Solving the Challenge Set without Solving the Task: On Winograd Schemas as a Test of Pronominal Coreference Resolution
This work highlights a critical limitation in using challenge sets for evaluating AI systems, revealing that they may not fully capture general task capabilities, which is important for researchers and practitioners in natural language processing.
The paper shows that high performance on the Winograd Schema Challenge does not guarantee strong performance on broader pronominal coreference tasks, as prompted language models excel on WSC but underperform on easier datasets like OntoNotes, and proposes an ensemble method that improves accuracy across datasets.

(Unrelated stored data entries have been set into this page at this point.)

//! Integration tests for `MessariClient` against a mocked upstream.
//!
//! ```bash
//! cargo test -p messari-client --test integration
//! ```

use std::time::Duration;

use serde_json::json;
use wiremock::matchers::{header, method, path, query_param};
use wiremock::{Mock, MockServer, ResponseTemplate};

use messari_client::{
    AssetFetcher, AssetFieldsOptions, AssetPage, GetAllAssetsOptions, MessariClient, PageRequest,
    UpstreamError,
};

const API_KEY: &str = "test-key";

// ============================================================
// Helpers
// ============================================================

fn client_for(server: &MockServer) -> MessariClient {
    MessariClient::new(&server.uri(), API_KEY, Duration::from_secs(5)).unwrap()
}

fn asset_json(symbol: &str, market_cap: f64) -> serde_json::Value {
    json!({
        "id": format!("id-{}", symbol),
        "symbol": symbol,
        "name": symbol,
        "slug": symbol.to_lowercase(),
        "metrics": {
            "market_data": {
                "volume_last_24_hours": 100.0,
                "percent_change_usd_last_24_hours": 1.0
            },
            "marketcap": { "current_marketcap_usd": market_cap }
        }
    })
}

// ============================================================
// Listing
// ============================================================

#[tokio::test]
async fn test_get_all_assets_sends_key_and_defaults() {
    let server = MockServer::start().await;
    Mock::given(method("GET"))
        .and(path("/api/v2/assets"))
        .and(header("x-messari-api-key", API_KEY))
        .and(query_param("page", "1"))
        .and(query_param("limit", "20"))
        .respond_with(ResponseTemplate::new(200).set_body_json(json!({
            "status": { "elapsed": 12.0, "timestamp": "2020-06-01T00:00:00Z" },
            "data": [asset_json("BTC", 1.0e11), asset_json("ETH", 2.0e10)]
        })))
        .expect(1)
        .mount(&server)
        .await;

    let page = client_for(&server)
        .get_all_assets(GetAllAssetsOptions::default())
        .await
        .unwrap();

    let assets = page.into_assets();
    assert_eq!(assets.len(), 2);
    assert_eq!(assets[0].symbol.as_deref(), Some("BTC"));
    assert_eq!(assets[1].market_cap_usd(), 2.0e10);
}

#[tokio::test]
async fn test_get_all_assets_404_is_end() {
    let server = MockServer::start().await;
    Mock::given(method("GET"))
        .and(path("/api/v2/assets"))
        .respond_with(ResponseTemplate::new(404).set_body_json(json!({
            "status": { "error_code": 404, "error_message": "Not Found" }
        })))
        .mount(&server)
        .await;

    let page = client_for(&server)
        .get_all_assets(GetAllAssetsOptions {
            page: Some(9),
            ..Default::default()
        })
        .await
        .unwrap();

    assert_eq!(page, AssetPage::End);
}

#[tokio::test]
async fn test_get_all_assets_missing_data_is_empty_page() {
    let server = MockServer::start().await;
    Mock::given(method("GET"))
        .and(path("/api/v2/assets"))
        .respond_with(ResponseTemplate::new(200).set_body_json(json!({ "status": {} })))
        .mount(&server)
        .await;

    let page = client_for(&server)
        .get_all_assets(GetAllAssetsOptions::default())
        .await
        .unwrap();

    assert_eq!(page, AssetPage::Assets(vec![]));
}

#[tokio::test]
async fn test_get_all_assets_server_error_is_bad_status() {
    let server = MockServer::start().await;
    Mock::given(method("GET"))
        .and(path("/api/v2/assets"))
        .respond_with(ResponseTemplate::new(500))
        .mount(&server)
        .await;

    let err = client_for(&server)
        .get_all_assets(GetAllAssetsOptions::default())
        .await
        .unwrap_err();

    assert!(matches!(err, UpstreamError::BadStatus { status: 500, .. }));
}

#[tokio::test]
async fn test_get_all_assets_garbage_is_decode_error() {
    let server = MockServer::start().await;
    Mock::given(method("GET"))
        .and(path("/api/v2/assets"))
        .respond_with(ResponseTemplate::new(200).set_body_string("<html>oops</html>"))
        .mount(&server)
        .await;

    let err = client_for(&server)
        .get_all_assets(GetAllAssetsOptions::default())
        .await
        .unwrap_err();

    assert!(matches!(err, UpstreamError::Decode { .. }));
}

#[tokio::test]
async fn test_unreachable_upstream_is_transport_error() {
    // Nothing listens on port 1.
    let client = MessariClient::new("http://127.0.0.1:1", API_KEY, Duration::from_secs(2)).unwrap();

    let err = client
        .get_all_assets(GetAllAssetsOptions::default())
        .await
        .unwrap_err();

    assert!(matches!(err, UpstreamError::Transport(_)));
}

// ============================================================
// Fetcher
// ============================================================

#[tokio::test]
async fn test_fetch_assets_page_query_string() {
    let server = MockServer::start().await;
    Mock::given(method("GET"))
        .and(path("/api/v2/assets"))
        .and(query_param("page", "3"))
        .and(query_param("limit", "500"))
        .and(query_param("fields", "id,metrics,profile/general/overview/tags"))
        .and(query_param("with-metrics", "true"))
        .and(query_param("with-profiles", "true"))
        .respond_with(ResponseTemplate::new(200).set_body_json(json!({
            "data": [asset_json("SOL", 5.0e9)]
        })))
        .expect(1)
        .mount(&server)
        .await;

    let request = PageRequest {
        page: 3,
        page_size: 500,
        fields: vec![
            "id".to_string(),
            "metrics".to_string(),
            "profile/general/overview/tags".to_string(),
        ],
        metrics_only: true,
        profiles_only: true,
    };

    let page = client_for(&server)
        .fetch_assets_page(&request)
        .await
        .unwrap();

    assert_eq!(page.into_assets().len(), 1);
}

// ============================================================
// Per-asset endpoints
// ============================================================

#[tokio::test]
async fn test_get_asset_metadata() {
    let server = MockServer::start().await;
    Mock::given(method("GET"))
        .and(path("/api/v1/assets/btc"))
        .and(header("x-messari-api-key", API_KEY))
        .respond_with(ResponseTemplate::new(200).set_body_json(json!({
            "status": {},
            "data": {
                "id": "1e31218a",
                "symbol": "BTC",
                "name": "Bitcoin",
                "slug": "bitcoin",
                "contract_addresses": []
            }
        })))
        .mount(&server)
        .await;

    let resp = client_for(&server)
        .get_asset("btc", AssetFieldsOptions::default())
        .await
        .unwrap();

    assert_eq!(resp.data.name.as_deref(), Some("Bitcoin"));
    assert!(resp.data.extra.contains_key("contract_addresses"));
}

#[tokio::test]
async fn test_get_asset_metrics_with_fields() {
    let server = MockServer::start().await;
    Mock::given(method("GET"))
        .and(path("/api/v1/assets/eth/metrics"))
        .and(query_param("fields", "symbol,market_data"))
        .respond_with(ResponseTemplate::new(200).set_body_json(json!({
            "data": {
                "symbol": "ETH",
                "market_data": { "price_usd": 240.5 }
            }
        })))
        .mount(&server)
        .await;

    let resp = client_for(&server)
        .get_asset_metrics(
            "eth",
            AssetFieldsOptions {
                fields: Some(vec!["symbol".to_string(), "market_data".to_string()]),
            },
        )
        .await
        .unwrap();

    assert_eq!(resp.data.symbol.as_deref(), Some("ETH"));
    assert_eq!(
        resp.data.metrics.market_data.unwrap().price_usd,
        Some(240.5)
    );
}

#[tokio::test]
async fn test_get_asset_metrics_unknown_asset() {
    let server = MockServer::start().await;
    Mock::given(method("GET"))
        .and(path("/api/v1/assets/nope/metrics"))
        .respond_with(ResponseTemplate::new(404))
        .mount(&server)
        .await;

    let err = client_for(&server)
        .get_asset_metrics("nope", AssetFieldsOptions::default())
        .await
        .unwrap_err();

    assert!(err.is_not_found());
}
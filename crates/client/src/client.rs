use std::time::Duration;

use reqwest::{StatusCode, Url};
use serde::de::DeserializeOwned;

use messari_common::config::AppConfig;
use messari_common::types::{AllAssetsResponse, AssetMetricsResponse, AssetResponse};

use crate::error::UpstreamError;
use crate::fetcher::AssetPage;
use crate::options::{AssetFieldsOptions, GetAllAssetsOptions};

/// Public Messari API origin.
pub const DEFAULT_BASE_URL: &str = "https://data.messari.io";

const API_KEY_HEADER: &str = "x-messari-api-key";

/// Client for the Messari REST API.
///
/// Cheap to clone; clones share the underlying connection pool.
#[derive(Debug, Clone)]
pub struct MessariClient {
    http: reqwest::Client,
    base_url: Url,
    api_key: String,
}

impl MessariClient {
    /// Create a client for `base_url` that authenticates with `api_key`.
    ///
    /// `timeout` bounds each upstream call, connect through body.
    pub fn new(
        base_url: &str,
        api_key: impl Into<String>,
        timeout: Duration,
    ) -> Result<Self, UpstreamError> {
        let api_key = api_key.into();
        if api_key.trim().is_empty() {
            return Err(UpstreamError::Config(
                "an API key is required to create a Messari client".to_string(),
            ));
        }

        let base_url = Url::parse(base_url)
            .map_err(|e| UpstreamError::Config(format!("Invalid base URL '{}': {}", base_url, e)))?;
        if base_url.cannot_be_a_base() {
            return Err(UpstreamError::Config(format!(
                "Base URL '{}' cannot carry a path",
                base_url
            )));
        }

        let http = reqwest::Client::builder().timeout(timeout).build()?;

        Ok(Self {
            http,
            base_url,
            api_key,
        })
    }

    /// Build a client from the application configuration.
    pub fn from_config(config: &AppConfig) -> Result<Self, UpstreamError> {
        Self::new(
            &config.messari_base_url,
            config.messari_api_key.clone(),
            Duration::from_secs(config.upstream_timeout_secs),
        )
    }

    /// Fetch one page of `/api/v2/assets`.
    ///
    /// A 404 means the requested page is past the last one and is reported as
    /// [`AssetPage::End`].
    pub async fn get_all_assets(
        &self,
        options: GetAllAssetsOptions,
    ) -> Result<AssetPage, UpstreamError> {
        let query = options.resolve();
        let url = self.endpoint(&["api", "v2", "assets"]);
        let response = self.get(url, &query.query_pairs()).await?;

        if response.status() == StatusCode::NOT_FOUND {
            tracing::debug!(page = query.page, "No asset page upstream, end of listing");
            return Ok(AssetPage::End);
        }

        let body: AllAssetsResponse = Self::decode(response).await?;
        Ok(AssetPage::Assets(body.data.unwrap_or_default()))
    }

    /// Fetch basic metadata of an asset by symbol or slug.
    pub async fn get_asset(
        &self,
        symbol_or_slug: &str,
        options: AssetFieldsOptions,
    ) -> Result<AssetResponse, UpstreamError> {
        let url = self.endpoint(&["api", "v1", "assets", symbol_or_slug]);
        let response = self.get(url, &options.query_pairs()).await?;
        Self::decode(response).await
    }

    /// Fetch the metrics of an asset by symbol or slug.
    pub async fn get_asset_metrics(
        &self,
        symbol_or_slug: &str,
        options: AssetFieldsOptions,
    ) -> Result<AssetMetricsResponse, UpstreamError> {
        let url = self.endpoint(&["api", "v1", "assets", symbol_or_slug, "metrics"]);
        let response = self.get(url, &options.query_pairs()).await?;
        Self::decode(response).await
    }

    /// Append path segments to the base URL. Segments are percent-encoded, so
    /// a user supplied slug cannot escape its position in the path.
    fn endpoint(&self, segments: &[&str]) -> Url {
        let mut url = self.base_url.clone();
        if let Ok(mut path) = url.path_segments_mut() {
            path.pop_if_empty().extend(segments);
        }
        url
    }

    async fn get(
        &self,
        url: Url,
        query: &[(&'static str, String)],
    ) -> Result<reqwest::Response, UpstreamError> {
        let request = self
            .http
            .get(url)
            .header(API_KEY_HEADER, &self.api_key)
            .query(query)
            .build()?;

        tracing::debug!(url = %request.url(), "Making GET request");
        Ok(self.http.execute(request).await?)
    }

    async fn decode<T: DeserializeOwned>(response: reqwest::Response) -> Result<T, UpstreamError> {
        let status = response.status();
        let url = response.url().to_string();

        if !status.is_success() {
            return Err(UpstreamError::BadStatus {
                status: status.as_u16(),
                url,
            });
        }

        let body = response.bytes().await?;
        serde_json::from_slice(&body).map_err(|source| UpstreamError::Decode { url, source })
    }
}
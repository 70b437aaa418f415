use serde::Serialize;

use messari_common::types::Asset;

/// Aggregate metrics over the selected assets.
///
/// Serializes to the public envelope: `tags`, `sector`, `volume`,
/// `24HourChange`, `marketcap`, each omitted when empty or zero.
#[derive(Debug, Clone, Default, PartialEq, Serialize)]
pub struct AggregateResult {
    /// Distinct non-empty tags, first-seen order.
    #[serde(skip_serializing_if = "Vec::is_empty")]
    pub tags: Vec<String>,

    /// Distinct non-empty sectors, first-seen order.
    #[serde(rename = "sector", skip_serializing_if = "Vec::is_empty")]
    pub sectors: Vec<String>,

    #[serde(rename = "volume", skip_serializing_if = "is_zero")]
    pub total_volume: f64,

    /// Mean 24h USD change; `0.0` when nothing was selected.
    #[serde(rename = "24HourChange", skip_serializing_if = "is_zero")]
    pub average_percent_change_24h: f64,

    #[serde(rename = "marketcap", skip_serializing_if = "is_zero")]
    pub total_market_cap: f64,

    #[serde(skip)]
    pub selected_count: usize,

    /// Non-empty pages read from upstream.
    #[serde(skip)]
    pub pages_fetched: u32,
}

fn is_zero(value: &f64) -> bool {
    *value == 0.0
}

/// Round to two decimal places, halves away from zero.
pub fn round2(value: f64) -> f64 {
    (value * 100.0).round() / 100.0
}

/// Running sums over selected assets. Assets are folded in and dropped.
#[derive(Debug, Default)]
pub struct Accumulator {
    tags: Vec<String>,
    sectors: Vec<String>,
    volume: f64,
    market_cap: f64,
    percent_change: f64,
    count: usize,
}

impl Accumulator {
    pub fn new() -> Self {
        Self::default()
    }

    pub fn add(&mut self, asset: &Asset) {
        self.volume += asset.volume_24h();
        self.market_cap += asset.market_cap_usd();
        self.percent_change += asset.percent_change_24h_usd();
        self.count += 1;

        push_distinct(&mut self.tags, asset.tag());
        push_distinct(&mut self.sectors, asset.sector());
    }

    pub fn count(&self) -> usize {
        self.count
    }

    pub fn finish(self, pages_fetched: u32) -> AggregateResult {
        let average = if self.count == 0 {
            0.0
        } else {
            self.percent_change / self.count as f64
        };

        AggregateResult {
            tags: self.tags,
            sectors: self.sectors,
            total_volume: round2(self.volume),
            average_percent_change_24h: round2(average),
            total_market_cap: round2(self.market_cap),
            selected_count: self.count,
            pages_fetched,
        }
    }
}

fn push_distinct(values: &mut Vec<String>, value: Option<&str>) {
    if let Some(value) = value.filter(|v| !v.is_empty()) {
        if !values.iter().any(|existing| existing == value) {
            values.push(value.to_string());
        }
    }
}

Challenge sets such as the Winograd Schema Challenge (WSC) are used to benchmark systems' ability to resolve ambiguities in natural language. If one assumes as in existing work that solving a given challenge set is at least as difficult as solving some more general task, then high performance on the challenge set should indicate high performance on the general task overall. However, we show empirically that this assumption of difficulty does not always hold. In particular, we demonstrate that despite the strong performance of prompted language models (LMs) on the WSC and its variants, these same modeling techniques perform relatively poorly at resolving certain pronominal ambiguities attested in OntoNotes and related datasets that are perceived to be easier. Motivated by these findings, we propose a method for ensembling a prompted LM with a supervised, task-specific system that is overall more accurate at resolving pronominal coreference across datasets. Finally, we emphasize that datasets involving the same linguistic phenomenon draw on distinct, but overlapping, capabilities, and evaluating on any one dataset alone does not provide a complete picture of a system's overall capability.